Task inputs:
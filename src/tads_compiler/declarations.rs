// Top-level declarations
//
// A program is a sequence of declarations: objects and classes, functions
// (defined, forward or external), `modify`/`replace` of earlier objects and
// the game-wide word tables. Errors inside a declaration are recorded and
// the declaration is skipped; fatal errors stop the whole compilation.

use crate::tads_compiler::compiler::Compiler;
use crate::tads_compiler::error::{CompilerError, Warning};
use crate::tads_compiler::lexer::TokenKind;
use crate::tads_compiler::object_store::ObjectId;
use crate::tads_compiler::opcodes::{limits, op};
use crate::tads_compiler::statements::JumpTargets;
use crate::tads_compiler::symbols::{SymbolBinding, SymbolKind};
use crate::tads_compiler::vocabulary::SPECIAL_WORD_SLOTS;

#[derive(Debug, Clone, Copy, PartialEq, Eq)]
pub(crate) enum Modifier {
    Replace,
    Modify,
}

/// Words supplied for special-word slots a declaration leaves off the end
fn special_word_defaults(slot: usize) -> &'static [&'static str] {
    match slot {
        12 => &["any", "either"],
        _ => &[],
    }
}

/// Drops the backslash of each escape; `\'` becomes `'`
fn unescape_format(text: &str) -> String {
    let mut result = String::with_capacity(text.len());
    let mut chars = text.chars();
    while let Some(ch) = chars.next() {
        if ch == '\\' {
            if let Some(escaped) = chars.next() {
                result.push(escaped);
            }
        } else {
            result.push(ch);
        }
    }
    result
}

...

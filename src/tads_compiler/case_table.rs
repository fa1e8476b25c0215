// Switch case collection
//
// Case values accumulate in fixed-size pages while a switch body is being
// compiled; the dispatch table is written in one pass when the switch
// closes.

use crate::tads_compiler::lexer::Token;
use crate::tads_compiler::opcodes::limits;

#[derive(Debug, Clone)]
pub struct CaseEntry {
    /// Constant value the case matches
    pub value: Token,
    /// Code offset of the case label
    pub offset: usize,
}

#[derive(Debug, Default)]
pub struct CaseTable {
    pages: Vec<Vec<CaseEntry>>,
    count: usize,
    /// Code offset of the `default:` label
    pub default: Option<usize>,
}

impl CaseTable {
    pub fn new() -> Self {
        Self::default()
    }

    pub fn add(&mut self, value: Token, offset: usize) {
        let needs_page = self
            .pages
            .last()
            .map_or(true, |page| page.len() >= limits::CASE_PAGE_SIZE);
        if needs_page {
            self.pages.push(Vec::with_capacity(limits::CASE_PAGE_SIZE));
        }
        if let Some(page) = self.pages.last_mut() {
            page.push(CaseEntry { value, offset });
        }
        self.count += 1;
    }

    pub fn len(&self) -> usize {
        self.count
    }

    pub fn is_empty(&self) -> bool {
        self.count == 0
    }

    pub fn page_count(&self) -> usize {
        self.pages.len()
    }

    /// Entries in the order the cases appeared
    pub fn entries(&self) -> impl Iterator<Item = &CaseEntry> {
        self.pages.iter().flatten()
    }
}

---

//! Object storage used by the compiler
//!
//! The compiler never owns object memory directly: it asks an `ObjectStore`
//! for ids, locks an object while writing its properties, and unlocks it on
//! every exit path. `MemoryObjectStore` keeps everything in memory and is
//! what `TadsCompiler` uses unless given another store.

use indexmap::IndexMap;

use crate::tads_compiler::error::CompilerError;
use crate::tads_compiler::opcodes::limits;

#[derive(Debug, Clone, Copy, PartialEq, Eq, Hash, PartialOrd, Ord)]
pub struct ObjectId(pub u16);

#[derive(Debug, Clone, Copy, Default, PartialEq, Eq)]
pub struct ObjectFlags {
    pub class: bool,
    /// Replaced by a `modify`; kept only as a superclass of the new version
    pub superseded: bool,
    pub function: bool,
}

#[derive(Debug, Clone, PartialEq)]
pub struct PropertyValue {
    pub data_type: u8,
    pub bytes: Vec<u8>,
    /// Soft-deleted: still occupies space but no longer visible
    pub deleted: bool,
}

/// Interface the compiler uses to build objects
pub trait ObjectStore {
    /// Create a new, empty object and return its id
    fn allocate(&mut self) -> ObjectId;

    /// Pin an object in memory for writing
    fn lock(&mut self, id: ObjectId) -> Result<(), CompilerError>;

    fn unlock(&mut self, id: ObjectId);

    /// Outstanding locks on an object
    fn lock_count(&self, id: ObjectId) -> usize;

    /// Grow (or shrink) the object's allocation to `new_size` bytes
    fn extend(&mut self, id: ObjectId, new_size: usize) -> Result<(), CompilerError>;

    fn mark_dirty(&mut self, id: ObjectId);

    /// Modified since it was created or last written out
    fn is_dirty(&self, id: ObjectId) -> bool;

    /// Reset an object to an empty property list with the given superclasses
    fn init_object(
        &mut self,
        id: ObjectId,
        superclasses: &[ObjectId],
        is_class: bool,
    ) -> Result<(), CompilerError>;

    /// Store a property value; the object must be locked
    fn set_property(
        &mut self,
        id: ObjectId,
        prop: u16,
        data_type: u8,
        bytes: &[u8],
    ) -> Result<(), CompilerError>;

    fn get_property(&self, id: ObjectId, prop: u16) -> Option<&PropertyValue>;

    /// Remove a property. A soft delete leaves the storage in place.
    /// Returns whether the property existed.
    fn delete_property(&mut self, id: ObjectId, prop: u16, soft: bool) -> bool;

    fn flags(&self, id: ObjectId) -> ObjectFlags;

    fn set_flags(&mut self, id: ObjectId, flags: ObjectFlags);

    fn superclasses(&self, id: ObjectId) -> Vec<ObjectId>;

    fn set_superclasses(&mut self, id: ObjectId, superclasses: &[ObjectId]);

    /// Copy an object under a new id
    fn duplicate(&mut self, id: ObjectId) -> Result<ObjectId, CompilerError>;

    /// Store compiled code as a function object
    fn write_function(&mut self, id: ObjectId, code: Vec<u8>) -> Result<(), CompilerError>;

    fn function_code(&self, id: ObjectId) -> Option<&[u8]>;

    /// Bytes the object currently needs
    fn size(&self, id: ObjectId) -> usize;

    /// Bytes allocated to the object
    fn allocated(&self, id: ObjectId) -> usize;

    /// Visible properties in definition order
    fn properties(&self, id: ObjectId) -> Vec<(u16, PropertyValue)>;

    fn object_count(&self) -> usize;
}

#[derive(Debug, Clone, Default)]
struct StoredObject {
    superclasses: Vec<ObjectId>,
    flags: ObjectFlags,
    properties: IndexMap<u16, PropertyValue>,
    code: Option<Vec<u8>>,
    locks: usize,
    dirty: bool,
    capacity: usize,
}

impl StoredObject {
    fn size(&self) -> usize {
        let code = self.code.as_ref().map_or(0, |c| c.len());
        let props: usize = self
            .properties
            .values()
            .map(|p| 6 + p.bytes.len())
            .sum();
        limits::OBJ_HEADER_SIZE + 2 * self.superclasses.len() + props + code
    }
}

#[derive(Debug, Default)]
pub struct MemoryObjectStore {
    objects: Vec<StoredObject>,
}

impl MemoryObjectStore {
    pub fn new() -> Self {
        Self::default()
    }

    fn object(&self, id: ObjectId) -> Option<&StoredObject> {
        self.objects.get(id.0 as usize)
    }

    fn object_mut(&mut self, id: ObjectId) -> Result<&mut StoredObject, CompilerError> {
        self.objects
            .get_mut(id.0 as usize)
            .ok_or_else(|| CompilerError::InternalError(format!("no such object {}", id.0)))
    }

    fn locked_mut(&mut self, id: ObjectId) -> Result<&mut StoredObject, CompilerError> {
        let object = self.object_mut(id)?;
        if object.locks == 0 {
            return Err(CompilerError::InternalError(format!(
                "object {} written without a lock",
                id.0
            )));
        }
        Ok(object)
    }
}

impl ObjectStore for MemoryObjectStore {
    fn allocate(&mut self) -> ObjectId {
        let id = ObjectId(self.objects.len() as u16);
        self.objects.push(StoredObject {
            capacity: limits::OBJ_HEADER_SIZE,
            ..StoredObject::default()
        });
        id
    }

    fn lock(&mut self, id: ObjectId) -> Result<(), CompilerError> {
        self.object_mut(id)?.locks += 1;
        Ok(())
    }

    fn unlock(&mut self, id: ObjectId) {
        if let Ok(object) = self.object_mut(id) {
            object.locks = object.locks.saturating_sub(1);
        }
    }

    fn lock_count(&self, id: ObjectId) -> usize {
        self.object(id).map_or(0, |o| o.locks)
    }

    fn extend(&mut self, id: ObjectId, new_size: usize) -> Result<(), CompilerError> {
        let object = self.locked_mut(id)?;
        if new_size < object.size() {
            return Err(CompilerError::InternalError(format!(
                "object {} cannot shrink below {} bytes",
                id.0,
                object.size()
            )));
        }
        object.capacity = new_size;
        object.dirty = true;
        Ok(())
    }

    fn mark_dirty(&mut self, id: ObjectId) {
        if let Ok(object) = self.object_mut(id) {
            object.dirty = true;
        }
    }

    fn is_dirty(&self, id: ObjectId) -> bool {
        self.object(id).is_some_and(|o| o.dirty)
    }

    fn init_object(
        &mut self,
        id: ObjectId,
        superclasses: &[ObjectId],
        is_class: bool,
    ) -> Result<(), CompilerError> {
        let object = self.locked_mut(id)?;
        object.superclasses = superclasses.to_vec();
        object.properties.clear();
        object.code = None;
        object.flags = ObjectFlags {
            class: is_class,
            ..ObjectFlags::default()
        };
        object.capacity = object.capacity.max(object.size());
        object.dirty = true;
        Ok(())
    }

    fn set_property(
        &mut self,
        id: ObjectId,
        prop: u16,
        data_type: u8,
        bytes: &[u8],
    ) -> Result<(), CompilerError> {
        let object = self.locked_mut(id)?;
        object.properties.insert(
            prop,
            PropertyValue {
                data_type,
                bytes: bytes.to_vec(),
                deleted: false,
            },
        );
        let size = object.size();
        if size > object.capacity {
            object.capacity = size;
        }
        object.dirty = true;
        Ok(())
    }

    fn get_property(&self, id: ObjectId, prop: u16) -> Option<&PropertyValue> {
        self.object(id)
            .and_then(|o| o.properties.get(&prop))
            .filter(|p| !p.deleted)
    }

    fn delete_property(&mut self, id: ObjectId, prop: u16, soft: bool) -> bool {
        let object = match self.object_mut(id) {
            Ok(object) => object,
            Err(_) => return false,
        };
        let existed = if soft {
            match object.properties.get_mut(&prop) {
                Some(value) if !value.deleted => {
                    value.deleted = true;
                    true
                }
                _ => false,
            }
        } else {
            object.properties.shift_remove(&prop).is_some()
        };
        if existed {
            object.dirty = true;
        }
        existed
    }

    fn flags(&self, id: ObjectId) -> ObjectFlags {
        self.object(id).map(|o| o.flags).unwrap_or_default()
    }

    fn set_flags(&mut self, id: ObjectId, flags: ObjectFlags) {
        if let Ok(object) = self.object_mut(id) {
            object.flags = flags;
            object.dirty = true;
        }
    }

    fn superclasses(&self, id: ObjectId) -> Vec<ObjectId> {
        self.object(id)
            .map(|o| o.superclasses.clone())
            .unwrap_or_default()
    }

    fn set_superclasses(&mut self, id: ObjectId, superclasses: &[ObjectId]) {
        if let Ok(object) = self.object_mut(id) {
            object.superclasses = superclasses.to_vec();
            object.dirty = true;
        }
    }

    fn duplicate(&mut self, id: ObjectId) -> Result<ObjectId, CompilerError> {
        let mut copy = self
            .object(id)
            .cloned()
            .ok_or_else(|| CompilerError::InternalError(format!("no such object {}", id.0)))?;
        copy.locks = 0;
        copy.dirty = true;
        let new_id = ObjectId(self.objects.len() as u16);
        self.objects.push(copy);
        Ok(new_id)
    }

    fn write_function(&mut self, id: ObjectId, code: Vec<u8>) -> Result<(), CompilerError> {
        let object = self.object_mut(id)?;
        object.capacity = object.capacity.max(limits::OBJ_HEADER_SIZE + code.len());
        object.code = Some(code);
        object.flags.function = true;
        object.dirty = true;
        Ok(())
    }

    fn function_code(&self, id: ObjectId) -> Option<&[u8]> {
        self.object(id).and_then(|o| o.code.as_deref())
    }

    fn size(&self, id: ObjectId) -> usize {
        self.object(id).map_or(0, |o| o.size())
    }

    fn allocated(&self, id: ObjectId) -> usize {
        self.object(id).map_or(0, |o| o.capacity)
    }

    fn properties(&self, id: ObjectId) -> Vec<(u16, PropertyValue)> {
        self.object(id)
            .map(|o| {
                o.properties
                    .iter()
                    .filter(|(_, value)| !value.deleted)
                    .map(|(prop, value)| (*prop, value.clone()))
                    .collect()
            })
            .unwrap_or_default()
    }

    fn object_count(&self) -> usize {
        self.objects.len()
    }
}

Description of the task: Look through the material for "PartialEq". Copy each line that has it.

Result of the task:
#[derive(Debug, Clone, Copy, PartialEq, Eq)]
#[derive(Debug, Clone, Copy, PartialEq, Eq, Hash, PartialOrd, Ord)]
#[derive(Debug, Clone, Copy, Default, PartialEq, Eq)]
#[derive(Debug, Clone, PartialEq)]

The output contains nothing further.